— Instructions for the task —
Return every entry below exactly as written.

— Information supplied —
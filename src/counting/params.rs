// Copyright (C) 2025 Jeremy J. Carroll. See LICENSE for details.

//! Parameters of a canonical annotated path query.

use crate::errors::CountingError;

/// Boundary flags of a path.
///
/// `delta_s` is set when the path starts with a non-diagonal move and
/// `delta_e` when it ends with one (a final "wedge").
#[derive(Debug, Clone, Copy, PartialEq, Eq, Hash, Default)]
pub struct Boundary {
    pub delta_s: bool,
    pub delta_e: bool,
}

impl Boundary {
    /// The four flag combinations, in `(delta_s, delta_e)` lexicographic order.
    pub const ALL: [Boundary; 4] = [
        Boundary::new(false, false),
        Boundary::new(false, true),
        Boundary::new(true, false),
        Boundary::new(true, true),
    ];

    pub const fn new(delta_s: bool, delta_e: bool) -> Self {
        Self { delta_s, delta_e }
    }

    /// `delta_s` as 0 or 1.
    #[inline]
    pub fn s(self) -> i64 {
        i64::from(self.delta_s)
    }

    /// `delta_e` as 0 or 1.
    #[inline]
    pub fn e(self) -> i64 {
        i64::from(self.delta_e)
    }
}

/// `(n, r, D, q, boundary)`; Σ comes from the counting context.
///
/// - `n`: string length
/// - `r`: path cost (edit distance radius)
/// - `d`: number of diagonal-leaving segment pairs D
/// - `q`: total run length of non-diagonal moves
#[derive(Debug, Clone, Copy, PartialEq, Eq, Hash)]
pub struct PathParameters {
    pub n: u32,
    pub r: u32,
    pub d: u32,
    pub q: u32,
    pub boundary: Boundary,
}

impl PathParameters {
    pub fn new(n: u32, r: u32, d: u32, q: u32, boundary: Boundary) -> Self {
        Self {
            n,
            r,
            d,
            q,
            boundary,
        }
    }

    /// Same path shape with other boundary flags.
    pub fn with_boundary(self, boundary: Boundary) -> Self {
        Self { boundary, ..self }
    }

    /// Upper end of the q range, `min(2D, n - r + D + 1)`.
    ///
    /// Two non-diagonal moves per segment pair bound q by 2D; the `+1`
    /// accounts for a final wedge. The result may be below 2, in which case
    /// no q is feasible.
    pub fn q_max(n: u32, r: u32, d: u32) -> i64 {
        let (n, r, d) = (i64::from(n), i64::from(r), i64::from(d));
        (2 * d).min(n - r + d + 1)
    }

    /// Largest feasible D for cost r, `floor(r / 2)`.
    pub fn d_max(r: u32) -> u32 {
        r / 2
    }

    /// Every feasible shape with D > 0 for strings of length n, ordered by
    /// r, then D, then q. Boundary flags are left unset.
    pub fn grid(n: u32) -> impl Iterator<Item = PathParameters> {
        (0..=n).flat_map(move |r| {
            (1..=Self::d_max(r)).flat_map(move |d| {
                let q_max = Self::q_max(n, r, d).max(1) as u32;
                (2..=q_max).map(move |q| PathParameters::new(n, r, d, q, Boundary::default()))
            })
        })
    }

    /// Check the feasibility constraints of the (D, q) grid.
    ///
    /// - `0 <= D <= floor(r/2)`
    /// - `D == 0` implies `q == 0` (the diagonal-only path)
    /// - `D > 0` implies `2 <= q <= min(2D, n - r + D + 1)`
    pub fn validate(&self) -> Result<(), CountingError> {
        let fail = |reason: &'static str| CountingError::InvalidParameters {
            n: self.n,
            r: self.r,
            d: self.d,
            q: self.q,
            reason,
        };
        if self.d > Self::d_max(self.r) {
            return Err(fail("D exceeds floor(r/2)"));
        }
        if self.d == 0 {
            if self.q != 0 {
                return Err(fail("the diagonal path (D = 0) has q = 0"));
            }
            return Ok(());
        }
        if self.q < 2 {
            return Err(fail("q must be at least 2 when D > 0"));
        }
        if i64::from(self.q) > Self::q_max(self.n, self.r, self.d) {
            return Err(fail("q exceeds min(2D, n - r + D + 1)"));
        }
        Ok(())
    }
}

#[cfg(test)]
mod tests {
    use super::*;

    #[test]
    fn test_boundary_order() {
        let flags: Vec<(i64, i64)> = Boundary::ALL.iter().map(|b| (b.s(), b.e())).collect();
        assert_eq!(flags, vec![(0, 0), (0, 1), (1, 0), (1, 1)]);
    }

    #[test]
    fn test_q_max() {
        assert_eq!(PathParameters::q_max(8, 4, 2), 4);
        assert_eq!(PathParameters::q_max(8, 8, 4), 5);
        assert_eq!(PathParameters::q_max(8, 8, 1), 2);
        // infeasible: below 2
        assert_eq!(PathParameters::q_max(2, 2, 0), 0);
    }

    #[test]
    fn test_validate() {
        let b = Boundary::default();
        assert!(PathParameters::new(8, 4, 0, 0, b).validate().is_ok());
        assert!(PathParameters::new(8, 4, 2, 4, b).validate().is_ok());
        assert!(PathParameters::new(8, 4, 3, 2, b).validate().is_err());
        assert!(PathParameters::new(8, 4, 0, 2, b).validate().is_err());
        assert!(PathParameters::new(8, 4, 1, 1, b).validate().is_err());
        assert!(PathParameters::new(8, 4, 1, 3, b).validate().is_err());
        assert!(PathParameters::new(8, 8, 4, 6, b).validate().is_err());
    }

    #[test]
    fn test_grid_is_feasible() {
        let shapes: Vec<PathParameters> = PathParameters::grid(8).collect();
        assert!(shapes.iter().all(|p| p.validate().is_ok()));
        // r=4 contributes D=1 (q=2) and D=2 (q=2,3,4)
        let r4: Vec<(u32, u32)> = shapes.iter().filter(|p| p.r == 4).map(|p| (p.d, p.q)).collect();
        assert_eq!(r4, vec![(1, 2), (2, 2), (2, 3), (2, 4)]);
        assert_eq!(shapes.len(), 37);
    }

    #[test]
    fn test_validate_reason() {
        let err = PathParameters::new(8, 4, 2, 5, Boundary::default())
            .validate()
            .unwrap_err();
        assert_eq!(
            err.to_string(),
            "invalid path parameters (n=8, r=4, D=2, q=5): q exceeds min(2D, n - r + D + 1)"
        );
    }
}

— Reply —
filename src/counting/params.rs
// Copyright (C) 2025 Jeremy J. Carroll. See LICENSE for details.

//! Parameters of a canonical annotated path query.

use crate::errors::CountingError;

/// Boundary flags of a path.
///
/// `delta_s` is set when the path starts with a non-diagonal move and
/// `delta_e` when it ends with one (a final "wedge").
#[derive(Debug, Clone, Copy, PartialEq, Eq, Hash, Default)]
pub struct Boundary {
    pub delta_s: bool,
    pub delta_e: bool,
}

impl Boundary {
    /// The four flag combinations, in `(delta_s, delta_e)` lexicographic order.
    pub const ALL: [Boundary; 4] = [
        Boundary::new(false, false),
        Boundary::new(false, true),
        Boundary::new(true, false),
        Boundary::new(true, true),
    ];

    pub const fn new(delta_s: bool, delta_e: bool) -> Self {
        Self { delta_s, delta_e }
    }

    /// `delta_s` as 0 or 1.
    #[inline]
    pub fn s(self) -> i64 {
        i64::from(self.delta_s)
    }

    /// `delta_e` as 0 or 1.
    #[inline]
    pub fn e(self) -> i64 {
        i64::from(self.delta_e)
    }
}

/// `(n, r, D, q, boundary)`; Σ comes from the counting context.
///
/// - `n`: string length
/// - `r`: path cost (edit distance radius)
/// - `d`: number of diagonal-leaving segment pairs D
/// - `q`: total run length of non-diagonal moves
#[derive(Debug, Clone, Copy, PartialEq, Eq, Hash)]
pub struct PathParameters {
    pub n: u32,
    pub r: u32,
    pub d: u32,
    pub q: u32,
    pub boundary: Boundary,
}

impl PathParameters {
    pub fn new(n: u32, r: u32, d: u32, q: u32, boundary: Boundary) -> Self {
        Self {
            n,
            r,
            d,
            q,
            boundary,
        }
    }

    /// Same path shape with other boundary flags.
    pub fn with_boundary(self, boundary: Boundary) -> Self {
        Self { boundary, ..self }
    }

    /// Upper end of the q range, `min(2D, n - r + D + 1)`.
    ///
    /// Two non-diagonal moves per segment pair bound q by 2D; the `+1`
    /// accounts for a final wedge. The result may be below 2, in which case
    /// no q is feasible.
    pub fn q_max(n: u32, r: u32, d: u32) -> i64 {
        let (n, r, d) = (i64::from(n), i64::from(r), i64::from(d));
        (2 * d).min(n - r + d + 1)
    }

    /// Largest feasible D for cost r, `floor(r / 2)`.
    pub fn d_max(r: u32) -> u32 {
        r / 2
    }

    /// Every feasible shape with D > 0 for strings of length n, ordered by
    /// r, then D, then q. Boundary flags are left unset.
    pub fn grid(n: u32) -> impl Iterator<Item = PathParameters> {
        (0..=n).flat_map(move |r| {
            (1..=Self::d_max(r)).flat_map(move |d| {
                let q_max = Self::q_max(n, r, d).max(1) as u32;
                (2..=q_max).map(move |q| PathParameters::new(n, r, d, q, Boundary::default()))
            })
        })
    }

    /// Check the feasibility constraints of the (D, q) grid.
    ///
    /// - `0 <= D <= floor(r/2)`
    /// - `D == 0` implies `q == 0` (the diagonal-only path)
    /// - `D > 0` implies `2 <= q <= min(2D, n - r + D + 1)`
    pub fn validate(&self) -> Result<(), CountingError> {
        let fail = |reason: &'static str| CountingError::InvalidParameters {
            n: self.n,
            r: self.r,
            d: self.d,
            q: self.q,
            reason,
        };
        if self.d > Self::d_max(self.r) {
            return Err(fail("D exceeds floor(r/2)"));
        }
        if self.d == 0 {
            if self.q != 0 {
                return Err(fail("the diagonal path (D = 0) has q = 0"));
            }
            return Ok(());
        }
        if self.q < 2 {
            return Err(fail("q must be at least 2 when D > 0"));
        }
        if i64::from(self.q) > Self::q_max(self.n, self.r, self.d) {
            return Err(fail("q exceeds min(2D, n - r + D + 1)"));
        }
        Ok(())
    }
}

#[cfg(test)]
mod tests {
    use super::*;

    #[test]
    fn test_boundary_order() {
        let flags: Vec<(i64, i64)> = Boundary::ALL.iter().map(|b| (b.s(), b.e())).collect();
        assert_eq!(flags, vec![(0, 0), (0, 1), (1, 0), (1, 1)]);
    }

    #[test]
    fn test_q_max() {
        assert_eq!(PathParameters::q_max(8, 4, 2), 4);
        assert_eq!(PathParameters::q_max(8, 8, 4), 5);
        assert_eq!(PathParameters::q_max(8, 8, 1), 2);
        // infeasible: below 2
        assert_eq!(PathParameters::q_max(2, 2, 0), 0);
    }

    #[test]
    fn test_validate() {
        let b = Boundary::default();
        assert!(PathParameters::new(8, 4, 0, 0, b).validate().is_ok());
        assert!(PathParameters::new(8, 4, 2, 4, b).validate().is_ok());
        assert!(PathParameters::new(8, 4, 3, 2, b).validate().is_err());
        assert!(PathParameters::new(8, 4, 0, 2, b).validate().is_err());
        assert!(PathParameters::new(8, 4, 1, 1, b).validate().is_err());
        assert!(PathParameters::new(8, 4, 1, 3, b).validate().is_err());
        assert!(PathParameters::new(8, 8, 4, 6, b).validate().is_err());
    }

    #[test]
    fn test_grid_is_feasible() {
        let shapes: Vec<PathParameters> = PathParameters::grid(8).collect();
        assert!(shapes.iter().all(|p| p.validate().is_ok()));
        // r=4 contributes D=1 (q=2) and D=2 (q=2,3,4)
        let r4: Vec<(u32, u32)> = shapes.iter().filter(|p| p.r == 4).map(|p| (p.d, p.q)).collect();
        assert_eq!(r4, vec![(1, 2), (2, 2), (2, 3), (2, 4)]);
        assert_eq!(shapes.len(), 37);
    }

    #[test]
    fn test_validate_reason() {
        let err = PathParameters::new(8, 4, 2, 5, Boundary::default())
            .validate()
            .unwrap_err();
        assert_eq!(
            err.to_string(),
            "invalid path parameters (n=8, r=4, D=2, q=5): q exceeds min(2D, n - r + D + 1)"
        );
    }
}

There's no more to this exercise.